#### To do
Everything in the records should be repeated exactly, down to the last character.

#### The data
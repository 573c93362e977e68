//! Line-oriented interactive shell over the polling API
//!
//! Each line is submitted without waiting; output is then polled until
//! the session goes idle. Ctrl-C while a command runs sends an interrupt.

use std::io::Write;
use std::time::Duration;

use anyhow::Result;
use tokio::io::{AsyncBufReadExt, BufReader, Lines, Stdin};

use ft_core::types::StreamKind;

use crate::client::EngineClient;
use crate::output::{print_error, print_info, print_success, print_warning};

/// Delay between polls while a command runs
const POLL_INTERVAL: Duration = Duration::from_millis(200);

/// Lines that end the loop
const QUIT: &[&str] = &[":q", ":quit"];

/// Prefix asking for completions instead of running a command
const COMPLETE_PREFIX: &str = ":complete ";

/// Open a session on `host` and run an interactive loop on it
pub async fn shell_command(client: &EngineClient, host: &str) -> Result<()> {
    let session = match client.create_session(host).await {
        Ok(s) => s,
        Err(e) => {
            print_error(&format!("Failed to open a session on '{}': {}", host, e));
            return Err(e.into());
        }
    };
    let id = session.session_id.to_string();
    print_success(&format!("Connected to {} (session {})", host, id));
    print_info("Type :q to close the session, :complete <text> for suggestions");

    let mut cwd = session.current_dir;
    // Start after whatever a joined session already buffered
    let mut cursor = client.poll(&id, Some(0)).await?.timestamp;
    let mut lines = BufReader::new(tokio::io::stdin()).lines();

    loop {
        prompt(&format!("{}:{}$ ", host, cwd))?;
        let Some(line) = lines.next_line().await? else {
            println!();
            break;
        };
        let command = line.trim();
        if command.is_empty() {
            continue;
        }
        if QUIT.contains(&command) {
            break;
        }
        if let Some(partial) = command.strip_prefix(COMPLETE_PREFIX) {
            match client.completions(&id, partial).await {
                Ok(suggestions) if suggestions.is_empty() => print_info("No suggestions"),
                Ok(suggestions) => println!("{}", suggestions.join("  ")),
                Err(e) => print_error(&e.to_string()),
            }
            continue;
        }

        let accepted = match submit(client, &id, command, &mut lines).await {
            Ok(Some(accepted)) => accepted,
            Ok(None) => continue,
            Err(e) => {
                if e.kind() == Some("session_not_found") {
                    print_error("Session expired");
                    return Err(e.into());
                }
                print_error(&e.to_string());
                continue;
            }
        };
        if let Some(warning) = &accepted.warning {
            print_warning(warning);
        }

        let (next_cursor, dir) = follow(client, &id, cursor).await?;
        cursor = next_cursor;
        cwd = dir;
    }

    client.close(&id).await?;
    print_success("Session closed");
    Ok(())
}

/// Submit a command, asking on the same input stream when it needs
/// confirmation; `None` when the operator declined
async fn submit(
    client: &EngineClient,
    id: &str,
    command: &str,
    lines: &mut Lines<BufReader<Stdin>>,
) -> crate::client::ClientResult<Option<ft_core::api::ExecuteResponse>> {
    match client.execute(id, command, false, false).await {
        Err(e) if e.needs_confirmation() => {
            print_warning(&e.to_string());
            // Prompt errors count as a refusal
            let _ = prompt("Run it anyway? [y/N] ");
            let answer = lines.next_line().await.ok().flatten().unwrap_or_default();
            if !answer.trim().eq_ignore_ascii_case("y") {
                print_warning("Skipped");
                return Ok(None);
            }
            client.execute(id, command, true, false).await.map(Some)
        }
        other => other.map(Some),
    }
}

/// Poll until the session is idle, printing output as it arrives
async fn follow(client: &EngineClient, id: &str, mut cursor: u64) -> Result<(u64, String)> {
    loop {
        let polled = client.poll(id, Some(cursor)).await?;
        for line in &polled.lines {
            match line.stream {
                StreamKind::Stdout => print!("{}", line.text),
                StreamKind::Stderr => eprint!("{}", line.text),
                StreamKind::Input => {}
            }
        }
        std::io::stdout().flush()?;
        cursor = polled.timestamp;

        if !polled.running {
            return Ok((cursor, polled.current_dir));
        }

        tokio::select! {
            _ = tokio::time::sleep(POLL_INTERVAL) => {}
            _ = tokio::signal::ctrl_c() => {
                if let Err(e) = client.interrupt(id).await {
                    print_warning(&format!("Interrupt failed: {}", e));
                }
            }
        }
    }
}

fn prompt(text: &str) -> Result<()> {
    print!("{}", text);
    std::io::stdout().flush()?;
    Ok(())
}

#### Exercise answer
repository 573c93362e977e68
//! Line-oriented interactive shell over the polling API
//!
//! Each line is submitted without waiting; output is then polled until
//! the session goes idle. Ctrl-C while a command runs sends an interrupt.

use std::io::Write;
use std::time::Duration;

use anyhow::Result;
use tokio::io::{AsyncBufReadExt, BufReader, Lines, Stdin};

use ft_core::types::StreamKind;

use crate::client::EngineClient;
use crate::output::{print_error, print_info, print_success, print_warning};

/// Delay between polls while a command runs
const POLL_INTERVAL: Duration = Duration::from_millis(200);

/// Lines that end the loop
const QUIT: &[&str] = &[":q", ":quit"];

/// Prefix asking for completions instead of running a command
const COMPLETE_PREFIX: &str = ":complete ";

/// Open a session on `host` and run an interactive loop on it
pub async fn shell_command(client: &EngineClient, host: &str) -> Result<()> {
    let session = match client.create_session(host).await {
        Ok(s) => s,
        Err(e) => {
            print_error(&format!("Failed to open a session on '{}': {}", host, e));
            return Err(e.into());
        }
    };
    let id = session.session_id.to_string();
    print_success(&format!("Connected to {} (session {})", host, id));
    print_info("Type :q to close the session, :complete <text> for suggestions");

    let mut cwd = session.current_dir;
    // Start after whatever a joined session already buffered
    let mut cursor = client.poll(&id, Some(0)).await?.timestamp;
    let mut lines = BufReader::new(tokio::io::stdin()).lines();

    loop {
        prompt(&format!("{}:{}$ ", host, cwd))?;
        let Some(line) = lines.next_line().await? else {
            println!();
            break;
        };
        let command = line.trim();
        if command.is_empty() {
            continue;
        }
        if QUIT.contains(&command) {
            break;
        }
        if let Some(partial) = command.strip_prefix(COMPLETE_PREFIX) {
            match client.completions(&id, partial).await {
                Ok(suggestions) if suggestions.is_empty() => print_info("No suggestions"),
                Ok(suggestions) => println!("{}", suggestions.join("  ")),
                Err(e) => print_error(&e.to_string()),
            }
            continue;
        }

        let accepted = match submit(client, &id, command, &mut lines).await {
            Ok(Some(accepted)) => accepted,
            Ok(None) => continue,
            Err(e) => {
                if e.kind() == Some("session_not_found") {
                    print_error("Session expired");
                    return Err(e.into());
                }
                print_error(&e.to_string());
                continue;
            }
        };
        if let Some(warning) = &accepted.warning {
            print_warning(warning);
        }

        let (next_cursor, dir) = follow(client, &id, cursor).await?;
        cursor = next_cursor;
        cwd = dir;
    }

    client.close(&id).await?;
    print_success("Session closed");
    Ok(())
}

/// Submit a command, asking on the same input stream when it needs
/// confirmation; `None` when the operator declined
async fn submit(
    client: &EngineClient,
    id: &str,
    command: &str,
    lines: &mut Lines<BufReader<Stdin>>,
) -> crate::client::ClientResult<Option<ft_core::api::ExecuteResponse>> {
    match client.execute(id, command, false, false).await {
        Err(e) if e.needs_confirmation() => {
            print_warning(&e.to_string());
            // Prompt errors count as a refusal
            let _ = prompt("Run it anyway? [y/N] ");
            let answer = lines.next_line().await.ok().flatten().unwrap_or_default();
            if !answer.trim().eq_ignore_ascii_case("y") {
                print_warning("Skipped");
                return Ok(None);
            }
            client.execute(id, command, true, false).await.map(Some)
        }
        other => other.map(Some),
    }
}

/// Poll until the session is idle, printing output as it arrives
async fn follow(client: &EngineClient, id: &str, mut cursor: u64) -> Result<(u64, String)> {
    loop {
        let polled = client.poll(id, Some(cursor)).await?;
        for line in &polled.lines {
            match line.stream {
                StreamKind::Stdout => print!("{}", line.text),
                StreamKind::Stderr => eprint!("{}", line.text),
                StreamKind::Input => {}
            }
        }
        std::io::stdout().flush()?;
        cursor = polled.timestamp;

        if !polled.running {
            return Ok((cursor, polled.current_dir));
        }

        tokio::select! {
            _ = tokio::time::sleep(POLL_INTERVAL) => {}
            _ = tokio::signal::ctrl_c() => {
                if let Err(e) = client.interrupt(id).await {
                    print_warning(&format!("Interrupt failed: {}", e));
                }
            }
        }
    }
}

fn prompt(text: &str) -> Result<()> {
    print!("{}", text);
    std::io::stdout().flush()?;
    Ok(())
}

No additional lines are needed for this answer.